From the entries below, retype only the lines from the one with "for start in" through the one with "component.sort_unstable();", exactly as written.

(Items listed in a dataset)
----

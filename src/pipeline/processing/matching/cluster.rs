//! Clustering policies over an explicit candidate-edge list.
//!
//! Policies are pure reductions: node `i` is the `i`-th record and carries
//! only its retailer. Every node ends up in exactly one group and no group
//! holds two nodes from the same retailer.

use serde::Serialize;
use std::collections::{BTreeMap, HashSet, VecDeque};
use tracing::{debug, warn};

/// A candidate match between two records from different retailers
#[derive(Debug, Clone, Copy, PartialEq, Serialize)]
pub struct MatchEdge {
    pub a: usize,
    pub b: usize,
    /// Similarity on a 0..=100 scale, at or above the match threshold
    pub score: f64,
}

impl MatchEdge {
    /// Endpoints are stored in ascending order
    pub fn new(a: usize, b: usize, score: f64) -> Self {
        let (a, b) = if a <= b { (a, b) } else { (b, a) };
        Self { a, b, score }
    }
}

/// Data-quality counters from one clustering run
#[derive(Debug, Clone, Default, PartialEq, Serialize)]
pub struct ClusteringReport {
    /// Same-retailer collisions that had to be resolved
    pub retailer_conflicts: usize,
    /// Records split off into their own singleton clusters
    pub ejected: Vec<usize>,
}

/// Groups of node indices, each sorted ascending; groups ordered by first member
#[derive(Debug, Clone, Default, PartialEq)]
pub struct ClusterAssignment {
    pub groups: Vec<Vec<usize>>,
    pub report: ClusteringReport,
}

/// Trait for turning candidate edges into clusters
pub trait ClusterPolicy: Send + Sync {
    fn name(&self) -> &'static str;

    /// `retailers[i]` is the retailer of node `i`
    fn assign(&self, retailers: &[&str], edges: &[MatchEdge]) -> ClusterAssignment;
}

/// Transitive clustering: connected components of the candidate graph.
///
/// A–B and B–C both matching puts A, B and C together even when A–C does
/// not. When a component holds several records from one retailer, that
/// retailer keeps only the record with the highest-scoring edge (lowest
/// index on ties); the rest become singletons and the remainder is
/// re-split into components.
#[derive(Debug, Clone, Copy, Default)]
pub struct ConnectedComponents;

impl ClusterPolicy for ConnectedComponents {
    fn name(&self) -> &'static str {
        "connected_components"
    }

    fn assign(&self, retailers: &[&str], edges: &[MatchEdge]) -> ClusterAssignment {
        let adjacency = build_adjacency(retailers, edges);
        let mut active = vec![true; retailers.len()];
        let mut report = ClusteringReport::default();
        let mut groups = Vec::new();

        let mut pending = components(&adjacency, &active, 0..retailers.len());
        while let Some(component) = pending.pop() {
            let ejected = resolve_retailer_conflicts(&component, retailers, &adjacency, &active, &mut report);
            if ejected.is_empty() {
                groups.push(component);
                continue;
            }

            for &node in &ejected {
                active[node] = false;
                groups.push(vec![node]);
            }
            report.ejected.extend_from_slice(&ejected);

            // Ejected records may have been bridges; split what is left
            let survivors: Vec<usize> = component.into_iter().filter(|n| active[*n]).collect();
            pending.extend(components(&adjacency, &active, survivors));
        }

        groups.sort_by_key(|g| g[0]);
        report.ejected.sort_unstable();
        ClusterAssignment { groups, report }
    }
}

/// Complete-linkage clustering: a record joins a cluster only when it has a
/// candidate edge to every current member. Edges are taken best first.
#[derive(Debug, Clone, Copy, Default)]
pub struct StrictPairwise;

impl ClusterPolicy for StrictPairwise {
    fn name(&self) -> &'static str {
        "strict_pairwise"
    }

    fn assign(&self, retailers: &[&str], edges: &[MatchEdge]) -> ClusterAssignment {
        let n = retailers.len();
        let mut valid: Vec<MatchEdge> = edges.iter().copied().filter(|e| is_valid_edge(retailers, e)).collect();
        let linked: HashSet<(usize, usize)> = valid.iter().map(|e| (e.a, e.b)).collect();
        valid.sort_by(|x, y| y.score.total_cmp(&x.score).then((x.a, x.b).cmp(&(y.a, y.b))));

        let mut cluster_of: Vec<usize> = (0..n).collect();
        let mut members: Vec<Vec<usize>> = (0..n).map(|i| vec![i]).collect();
        let mut report = ClusteringReport::default();

        for edge in valid {
            let (ca, cb) = (cluster_of[edge.a], cluster_of[edge.b]);
            if ca == cb {
                continue;
            }

            let shares_retailer = members[ca]
                .iter()
                .any(|x| members[cb].iter().any(|y| retailers[*x] == retailers[*y]));
            if shares_retailer {
                report.retailer_conflicts += 1;
                debug!(a = edge.a, b = edge.b, score = edge.score, "Skipping edge joining same-retailer records");
                continue;
            }

            let fully_linked = members[ca].iter().all(|x| {
                members[cb].iter().all(|y| linked.contains(&(*x.min(y), *x.max(y))))
            });
            if !fully_linked {
                continue;
            }

            let (keep, absorb) = (ca.min(cb), ca.max(cb));
            let moved = std::mem::take(&mut members[absorb]);
            for node in &moved {
                cluster_of[*node] = keep;
            }
            members[keep].extend(moved);
        }

        let mut groups: Vec<Vec<usize>> = members
            .into_iter()
            .filter(|g| !g.is_empty())
            .map(|mut g| {
                g.sort_unstable();
                g
            })
            .collect();
        groups.sort_by_key(|g| g[0]);
        ClusterAssignment { groups, report }
    }
}

fn is_valid_edge(retailers: &[&str], edge: &MatchEdge) -> bool {
    let n = retailers.len();
    if edge.a == edge.b || edge.a >= n || edge.b >= n {
        return false;
    }
    if retailers[edge.a] == retailers[edge.b] {
        debug!(a = edge.a, b = edge.b, "Ignoring same-retailer edge");
        return false;
    }
    true
}

fn build_adjacency(retailers: &[&str], edges: &[MatchEdge]) -> Vec<Vec<(usize, f64)>> {
    let mut adjacency = vec![Vec::new(); retailers.len()];
    for edge in edges.iter().filter(|e| is_valid_edge(retailers, e)) {
        adjacency[edge.a].push((edge.b, edge.score));
        adjacency[edge.b].push((edge.a, edge.score));
    }
    adjacency
}

/// Connected components among active nodes, each sorted ascending
fn components(
    adjacency: &[Vec<(usize, f64)>],
    active: &[bool],
    starts: impl IntoIterator<Item = usize>,
) -> Vec<Vec<usize>> {
    let mut visited = vec![false; adjacency.len()];
    let mut found = Vec::new();

    for start in starts {
        if !active[start] || visited[start] {
            continue;
        }
        visited[start] = true;
        let mut component = vec![start];
        let mut queue = VecDeque::from([start]);
        while let Some(node) = queue.pop_front() {
            for &(next, _) in &adjacency[node] {
                if active[next] && !visited[next] {
                    visited[next] = true;
                    component.push(next);
                    queue.push_back(next);
                }
            }
        }
        component.sort_unstable();
        found.push(component);
    }
    found
}

/// Pick one record per retailer inside a component; returns the rest
fn resolve_retailer_conflicts(
    component: &[usize],
    retailers: &[&str],
    adjacency: &[Vec<(usize, f64)>],
    active: &[bool],
    report: &mut ClusteringReport,
) -> Vec<usize> {
    let mut by_retailer: BTreeMap<&str, Vec<usize>> = BTreeMap::new();
    for &node in component {
        by_retailer.entry(retailers[node]).or_default().push(node);
    }

    let best_edge = |node: usize| {
        adjacency[node]
            .iter()
            .filter(|(other, _)| active[*other])
            .map(|(_, score)| *score)
            .fold(f64::NEG_INFINITY, f64::max)
    };

    let mut ejected = Vec::new();
    for (retailer, members) in by_retailer {
        if members.len() < 2 {
            continue;
        }
        let Some(keep) = members
            .iter()
            .copied()
            .max_by(|&x, &y| best_edge(x).total_cmp(&best_edge(y)).then(y.cmp(&x)))
        else {
            continue;
        };

        let rejected: Vec<usize> = members.into_iter().filter(|n| *n != keep).collect();
        report.retailer_conflicts += 1;
        warn!(
            retailer,
            kept = keep,
            rejected = ?rejected,
            "Cluster held several records from one retailer; keeping the highest-scoring match"
        );
        ejected.extend(rejected);
    }
    ejected.sort_unstable();
    ejected
}

#[cfg(test)]
mod tests {
    use super::*;

    fn edge(a: usize, b: usize, score: f64) -> MatchEdge {
        MatchEdge::new(a, b, score)
    }

    fn assert_retailer_exclusive(retailers: &[&str], assignment: &ClusterAssignment) {
        let mut seen = vec![0usize; retailers.len()];
        for group in &assignment.groups {
            let mut group_retailers = HashSet::new();
            for &node in group {
                seen[node] += 1;
                assert!(group_retailers.insert(retailers[node]), "group {group:?} repeats a retailer");
            }
        }
        assert!(seen.iter().all(|count| *count == 1), "every node must appear exactly once");
    }

    #[test]
    fn test_edge_endpoints_are_ordered() {
        let e = MatchEdge::new(5, 2, 90.0);
        assert_eq!((e.a, e.b), (2, 5));
    }

    #[test]
    fn test_matching_is_transitive() {
        // A-B = 85, B-C = 82; A-C = 60 is below threshold and never becomes an edge
        let retailers = ["Shoprite", "Checkers", "PicknPay"];
        let edges = [edge(0, 1, 85.0), edge(1, 2, 82.0)];

        let assignment = ConnectedComponents.assign(&retailers, &edges);
        assert_eq!(assignment.groups, vec![vec![0, 1, 2]]);
        assert_eq!(assignment.report, ClusteringReport::default());
    }

    #[test]
    fn test_unmatched_records_are_singletons() {
        let retailers = ["Shoprite", "Checkers", "PicknPay"];
        let assignment = ConnectedComponents.assign(&retailers, &[edge(0, 2, 91.0)]);
        assert_eq!(assignment.groups, vec![vec![0, 2], vec![1]]);
    }

    #[test]
    fn test_same_retailer_edges_are_ignored() {
        let retailers = ["Shoprite", "Shoprite"];
        let assignment = ConnectedComponents.assign(&retailers, &[edge(0, 1, 99.0)]);
        assert_eq!(assignment.groups, vec![vec![0], vec![1]]);
    }

    /// Authoritative tie-break: when a cluster would hold two records from
    /// one retailer, the record with the highest-scoring edge stays and the
    /// other becomes its own singleton cluster.
    #[test]
    fn test_retailer_conflict_keeps_highest_scoring_record() {
        let retailers = ["Shoprite", "Checkers", "Checkers"];
        let edges = [edge(0, 1, 90.0), edge(0, 2, 85.0)];

        let assignment = ConnectedComponents.assign(&retailers, &edges);
        assert_eq!(assignment.groups, vec![vec![0, 1], vec![2]]);
        assert_eq!(assignment.report.retailer_conflicts, 1);
        assert_eq!(assignment.report.ejected, vec![2]);
    }

    #[test]
    fn test_retailer_conflict_tie_keeps_first_seen() {
        let retailers = ["Shoprite", "Checkers", "Checkers"];
        let edges = [edge(0, 2, 88.0), edge(0, 1, 88.0)];

        let assignment = ConnectedComponents.assign(&retailers, &edges);
        assert_eq!(assignment.groups, vec![vec![0, 1], vec![2]]);
        assert_eq!(assignment.report.ejected, vec![2]);
    }

    #[test]
    fn test_ejecting_a_bridge_resplits_the_component() {
        // 0 -95- 1 -90- 2 -85- 3 -88- 4, with 1 and 3 both from Checkers
        let retailers = ["Shoprite", "Checkers", "PicknPay", "Checkers", "Woolworths"];
        let edges = [
            edge(0, 1, 95.0),
            edge(1, 2, 90.0),
            edge(2, 3, 85.0),
            edge(3, 4, 88.0),
        ];

        let assignment = ConnectedComponents.assign(&retailers, &edges);
        assert_eq!(assignment.groups, vec![vec![0, 1, 2], vec![3], vec![4]]);
        assert_eq!(assignment.report.ejected, vec![3]);
        assert_retailer_exclusive(&retailers, &assignment);
    }

    #[test]
    fn test_strict_pairwise_requires_every_pair() {
        let retailers = ["Shoprite", "Checkers", "PicknPay"];
        let chain = [edge(0, 1, 85.0), edge(1, 2, 82.0)];
        let assignment = StrictPairwise.assign(&retailers, &chain);
        assert_eq!(assignment.groups, vec![vec![0, 1], vec![2]]);

        let triangle = [edge(0, 1, 85.0), edge(1, 2, 82.0), edge(0, 2, 81.0)];
        let assignment = StrictPairwise.assign(&retailers, &triangle);
        assert_eq!(assignment.groups, vec![vec![0, 1, 2]]);
    }

    #[test]
    fn test_strict_pairwise_counts_retailer_conflicts() {
        let retailers = ["Shoprite", "Checkers", "Checkers"];
        let edges = [edge(0, 1, 90.0), edge(0, 2, 85.0)];

        let assignment = StrictPairwise.assign(&retailers, &edges);
        assert_eq!(assignment.groups, vec![vec![0, 1], vec![2]]);
        assert_eq!(assignment.report.retailer_conflicts, 1);
    }

    #[test]
    fn test_no_cluster_repeats_a_retailer() {
        let names = ["Shoprite", "Checkers", "PicknPay", "Woolworths"];
        let retailers: Vec<&str> = (0..40).map(|i| names[i % names.len()]).collect();

        // Deterministic pseudo-random dense graph
        let mut state: u64 = 0x2545_f491_4f6c_dd1d;
        let mut edges = Vec::new();
        for a in 0..retailers.len() {
            for b in (a + 1)..retailers.len() {
                state = state.wrapping_mul(6364136223846793005).wrapping_add(1442695040888963407);
                if (state >> 33) % 7 == 0 {
                    edges.push(edge(a, b, 80.0 + ((state >> 40) % 20) as f64));
                }
            }
        }

        assert_retailer_exclusive(&retailers, &ConnectedComponents.assign(&retailers, &edges));
        assert_retailer_exclusive(&retailers, &StrictPairwise.assign(&retailers, &edges));
    }
}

----

**EXERCISE RESULT**
    for start in starts {
        if !active[start] || visited[start] {
            continue;
        }
        visited[start] = true;
        let mut component = vec![start];
        let mut queue = VecDeque::from([start]);
        while let Some(node) = queue.pop_front() {
            for &(next, _) in &adjacency[node] {
                if active[next] && !visited[next] {
                    visited[next] = true;
                    component.push(next);
                    queue.push_back(next);
                }
            }
        }
        component.sort_unstable();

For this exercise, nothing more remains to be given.